PMC · DOI: 10.1038/s41591-025-04075-x · Nature Medicine · 2026-01-16

## TL;DR

A study of 150 children found that a non-drug treatment for ADHD called TNS was safe but did not significantly improve symptoms compared to a placebo.

## Contribution

The first large, confirmatory trial of TNS for ADHD in youth, evaluating both short-term and long-term efficacy.

## Key findings

- TNS did not show significant improvement in ADHD symptoms compared to sham treatment.
- The treatment was found to be safe with no serious adverse events reported.
- Side effects were similar between the real and sham TNS groups.

## Abstract

External trigeminal nerve stimulation (TNS) received US Food and Drug Administration clearance in 2019 as the first device-based, non-pharmacological treatment for attention-deficit/hyperactivity disorder (ADHD), based on a small pilot sham-controlled randomized controlled trial (RCT) that reported symptom improvement in 62 children with ADHD. Here we conducted a confirmatory multicenter, double-blind, randomized, sham-controlled, parallel-group, phase 2b RCT to investigate short-term and long-term efficacy (6 months) of real versus sham TNS in 150 children and adolescents with ADHD. Participants were randomized to receive real TNS (n = 75, mean age (s.d.) = 12.6 (2.8) years) or sham TNS (n = 75, mean age (s.d.) = 12.6 (2.8) years) nightly for approximately 9 hours for 4 weeks.
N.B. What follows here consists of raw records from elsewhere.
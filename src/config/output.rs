//! Result table output configuration

use serde::Deserialize;

use super::error::ValidationError;

/// Largest number of significant decimal digits worth printing for an f64.
pub const MAX_SCORE_PRECISION: usize = 17;

/// Output configuration
#[derive(Debug, Clone, Deserialize, PartialEq, Eq)]
pub struct OutputConfig {
    /// Header of the appended score column
    #[serde(default = "default_score_column")]
    pub score_column: String,

    /// Header of the appended rank column
    #[serde(default = "default_rank_column")]
    pub rank_column: String,

    /// Fixed number of decimals for scores; unset prints the shortest
    /// representation that round-trips
    pub score_precision: Option<usize>,
}

impl OutputConfig {
    /// Format a score for the result table
    pub fn format_score(&self, score: f64) -> String {
        match self.score_precision {
            Some(precision) => format!("{:.*}", precision, score),
            None => score.to_string(),
        }
    }

    /// Validate output configuration
    pub fn validate(&self) -> Result<(), ValidationError> {
        if self.score_column.trim().is_empty() {
            return Err(ValidationError::MissingRequired("output.score_column"));
        }
        if self.rank_column.trim().is_empty() {
            return Err(ValidationError::MissingRequired("output.rank_column"));
        }
        if self.score_column == self.rank_column {
            return Err(ValidationError::DuplicateColumnName);
        }
        if let Some(precision) = self.score_precision {
            if precision == 0 || precision > MAX_SCORE_PRECISION {
                return Err(ValidationError::InvalidScorePrecision);
            }
        }
        Ok(())
    }
}

impl Default for OutputConfig {
    fn default() -> Self {
        Self {
            score_column: default_score_column(),
            rank_column: default_rank_column(),
            score_precision: None,
        }
    }
}

fn default_score_column() -> String {
    "Topsis Score".to_string()
}

fn default_rank_column() -> String {
    "Rank".to_string()
}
Bilateral stimulation targeted V1 trigeminal branches using battery-powered electrodes applied to the forehead. Sham TNS delivered 30 seconds of stimulation per hour at lower frequency and pulse width. Intention-to-treat analysis showed no significant differential treatment effects on ADHD symptoms (primary outcome) (estimated adjusted mean difference = 0.83; 95% confidence interval: –2.47 to 4.13; P = 0.622; Cohen’s d = 0.09). No serious adverse events were reported, and side effects did not differ between groups. In conclusion, TNS is a safe intervention but does not demonstrate clinical efficacy for pediatric ADHD. Trial registration: ISRCTN82129325.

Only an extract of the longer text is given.